-- WHAT THE TASK REQUIRES --
Start with the first line of the records below. Output each line exactly, ending with the one that contains "use crate::store::memory::MemoryStore;".

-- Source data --
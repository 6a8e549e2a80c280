//! Shared fixtures for unit and router tests.

use std::sync::atomic::{AtomicUsize, Ordering};
use std::sync::{Arc, Mutex};
use std::time::Duration;

use async_trait::async_trait;
use axum::body::{to_bytes, Body};
use axum::http::{header, Method, Request, StatusCode};
use axum::Router;
use bytes::Bytes;
use futures_util::stream;
use jsonwebtoken::{encode, EncodingKey, Header};
use tower::ServiceExt;

use crate::auth::{Claims, Identity, JwtVerifier};
use crate::cache::{MemoryCache, TaggedCache};
use crate::config::{Config, JwtKey, RateLimitConfig};
use crate::llm_client::{LanguageModel, LlmError, LlmRequest, TokenStream};
use crate::models::{ExperienceLevel, JobInfo, NewJobInfo};
use crate::rate_limit::MemoryRateLimiter;
use crate::resources::Repository;
use crate::routes::build_router;
use crate::state::AppState;
use crate::store::memory::MemoryStore;
use crate::voice::{ChatEvent, VoiceError, VoiceService};

pub const TEST_JWT_SECRET: &str = "prep-api-test-secret";

pub fn test_config() -> Config {
    Config {
        database_url: "postgres://localhost/prep_test".to_string(),
        redis_url: None,
        anthropic_api_key: "test-anthropic-key".to_string(),
        hume_api_key: "test-hume-key".to_string(),
        hume_secret_key: "test-hume-secret".to_string(),
        jwt_key: JwtKey::Secret(TEST_JWT_SECRET.to_string()),
        jwt_issuer: None,
        cache_ttl_secs: 60,
        rate_limit: RateLimitConfig::default(),
        port: 0,
        rust_log: "debug".to_string(),
    }
}

pub fn claims_for(user_id: &str, features: &[&str]) -> Claims {
    Claims {
        sub: user_id.to_string(),
        exp: chrono::Utc::now().timestamp() + 3600,
        name: Some("Test User".to_string()),
        email: Some(format!("{user_id}@example.com")),
        picture: None,
        fea: (!features.is_empty()).then(|| {
            features
                .iter()
                .map(|f| format!("u:{f}"))
                .collect::<Vec<_>>()
                .join(",")
        }),
    }
}

pub fn sign(claims: &Claims) -> String {
    encode(
        &Header::default(),
        claims,
        &EncodingKey::from_secret(TEST_JWT_SECRET.as_bytes()),
    )
    .unwrap()
}

/// Replies with a fixed text, streamed in small chunks.
#[derive(Default)]
pub struct ScriptedModel {
    reply: String,
    /// Fail the stream after the first chunk.
    fail_mid_stream: bool,
    /// Fail before any output.
    fail_upfront: bool,
    calls: AtomicUsize,
    requests: Mutex<Vec<LlmRequest>>,
}

impl ScriptedModel {
    pub fn replying(reply: &str) -> Self {
        Self {
            reply: reply.to_string(),
            ..Default::default()
        }
    }

    pub fn failing_mid_stream(reply: &str) -> Self {
        Self {
            reply: reply.to_string(),
            fail_mid_stream: true,
            ..Default::default()
        }
    }

    pub fn failing() -> Self {
        Self {
            fail_upfront: true,
            ..Default::default()
        }
    }

    pub fn calls(&self) -> usize {
        self.calls.load(Ordering::SeqCst)
    }

    pub fn last_request(&self) -> Option<LlmRequest> {
        self.requests.lock().unwrap().last().cloned()
    }

    fn record(&self, request: &LlmRequest) -> Result<(), LlmError> {
        self.calls.fetch_add(1, Ordering::SeqCst);
        self.requests.lock().unwrap().push(request.clone());
        if self.fail_upfront {
            return Err(LlmError::Api {
                status: 529,
                message: "Overloaded".to_string(),
            });
        }
        Ok(())
    }
}

#[async_trait]
impl LanguageModel for ScriptedModel {
    async fn complete(&self, request: &LlmRequest) -> Result<String, LlmError> {
        self.record(request)?;
        if self.fail_mid_stream {
            return Err(LlmError::EmptyContent);
        }
        Ok(self.reply.clone())
    }

    async fn stream(&self, request: &LlmRequest) -> Result<TokenStream, LlmError> {
        self.record(request)?;

        let mut chunks: Vec<Result<String, LlmError>> = self
            .reply
            .split_inclusive(' ')
            .map(|chunk| Ok(chunk.to_string()))
            .collect();
        if self.fail_mid_stream {
            chunks.truncate(1);
            chunks.push(Err(LlmError::Stream("connection reset".to_string())));
        }

        Ok(Box::pin(stream::iter(chunks)))
    }
}

#[derive(Default)]
pub struct FakeVoice {
    pub events: Vec<ChatEvent>,
    pub unavailable: bool,
}

#[async_trait]
impl VoiceService for FakeVoice {
    async fn access_token(&self) -> Result<String, VoiceError> {
        if self.unavailable {
            return Err(VoiceError::Api {
                status: 503,
                message: "unavailable".to_string(),
            });
        }
        Ok("voice-access-token".to_string())
    }

    async fn chat_events(&self, _chat_id: &str) -> Result<Vec<ChatEvent>, VoiceError> {
        if self.unavailable {
            return Err(VoiceError::Api {
                status: 503,
                message: "unavailable".to_string(),
            });
        }
        Ok(self.events.clone())
    }
}

/// A router wired to in-memory backends.
pub struct TestApp {
    pub store: Arc<MemoryStore>,
    pub llm: Arc<ScriptedModel>,
    pub state: AppState,
}

impl TestApp {
    pub fn new(llm: ScriptedModel) -> Self {
        Self::with_voice(llm, FakeVoice::default())
    }

    pub fn with_voice(llm: ScriptedModel, voice: FakeVoice) -> Self {
        Self::build(llm, voice, RateLimitConfig::default())
    }

    pub fn build(llm: ScriptedModel, voice: FakeVoice, rate_limit: RateLimitConfig) -> Self {
        let config = test_config();
        let store = Arc::new(MemoryStore::new());
        let llm = Arc::new(llm);
        let cache = TaggedCache::new(Arc::new(MemoryCache::new()), Duration::from_secs(60));

        let state = AppState {
            repo: Repository::new(store.clone(), cache),
            llm: llm.clone(),
            voice: Arc::new(voice),
            rate_limiter: Arc::new(MemoryRateLimiter::new(rate_limit)),
            verifier: Arc::new(JwtVerifier::from_config(&config).unwrap()),
            config,
        };

        Self { store, llm, state }
    }

    pub fn router(&self) -> Router {
        build_router(self.state.clone())
    }

    /// Syncs `user_id` from default claims and gives them a job info.
    pub async fn job_info_for(&self, user_id: &str) -> JobInfo {
        Identity::from_claims(claims_for(user_id, &[]))
            .ensure_user(&self.state.repo)
            .await
            .unwrap();
        self.state
            .repo
            .insert_job_info(NewJobInfo {
                user_id: user_id.to_string(),
                title: "Backend Engineer".to_string(),
                description: "Design and operate Rust services.".to_string(),
                experience_level: ExperienceLevel::Senior,
            })
            .await
            .unwrap()
    }

    pub async fn send(&self, request: Request<Body>) -> (StatusCode, Bytes) {
        let response = self.router().oneshot(request).await.unwrap();
        let status = response.status();
        let body = to_bytes(response.into_body(), usize::MAX).await.unwrap();
        (status, body)
    }

    pub async fn json(
        &self,
        method: Method,
        uri: &str,
        token: Option<&str>,
        body: serde_json::Value,
    ) -> (StatusCode, Bytes) {
        let mut builder = Request::builder()
            .method(method)
            .uri(uri)
            .header(header::CONTENT_TYPE, "application/json");
        if let Some(token) = token {
            builder = builder.header(header::AUTHORIZATION, format!("Bearer {token}"));
        }
        self.send(builder.body(Body::from(body.to_string())).unwrap())
            .await
    }

    pub async fn get(&self, uri: &str, token: Option<&str>) -> (StatusCode, Bytes) {
        let mut builder = Request::builder().method(Method::GET).uri(uri);
        if let Some(token) = token {
            builder = builder.header(header::AUTHORIZATION, format!("Bearer {token}"));
        }
        self.send(builder.body(Body::empty()).unwrap()).await
    }
}

/// Token for `user_id` holding `features`.
pub fn token_for(user_id: &str, features: &[&str]) -> String {
    sign(&claims_for(user_id, features))
}

/// Splits an SSE body into `(event, data)` pairs.
pub fn sse_events(body: &[u8]) -> Vec<(String, String)> {
    String::from_utf8_lossy(body)
        .split("\n\n")
        .filter(|block| !block.trim().is_empty())
        .map(|block| {
            let mut event = String::from("message");
            let mut data = Vec::new();
            for line in block.lines() {
                if let Some(value) = line.strip_prefix("event:") {
                    event = value.trim().to_string();
                } else if let Some(value) = line.strip_prefix("data:") {
                    data.push(value.strip_prefix(' ').unwrap_or(value).to_string());
                }
            }
            (event, data.join("\n"))
        })
        .collect()
}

-- ANSWER SECTION --
repository 6a8e549e2a80c280
//! Shared fixtures for unit and router tests.

use std::sync::atomic::{AtomicUsize, Ordering};
use std::sync::{Arc, Mutex};
use std::time::Duration;

use async_trait::async_trait;
use axum::body::{to_bytes, Body};
use axum::http::{header, Method, Request, StatusCode};
use axum::Router;
use bytes::Bytes;
use futures_util::stream;
use jsonwebtoken::{encode, EncodingKey, Header};
use tower::ServiceExt;

use crate::auth::{Claims, Identity, JwtVerifier};
use crate::cache::{MemoryCache, TaggedCache};
use crate::config::{Config, JwtKey, RateLimitConfig};
use crate::llm_client::{LanguageModel, LlmError, LlmRequest, TokenStream};
use crate::models::{ExperienceLevel, JobInfo, NewJobInfo};
use crate::rate_limit::MemoryRateLimiter;
use crate::resources::Repository;
use crate::routes::build_router;
use crate::state::AppState;
use crate::store::memory::MemoryStore;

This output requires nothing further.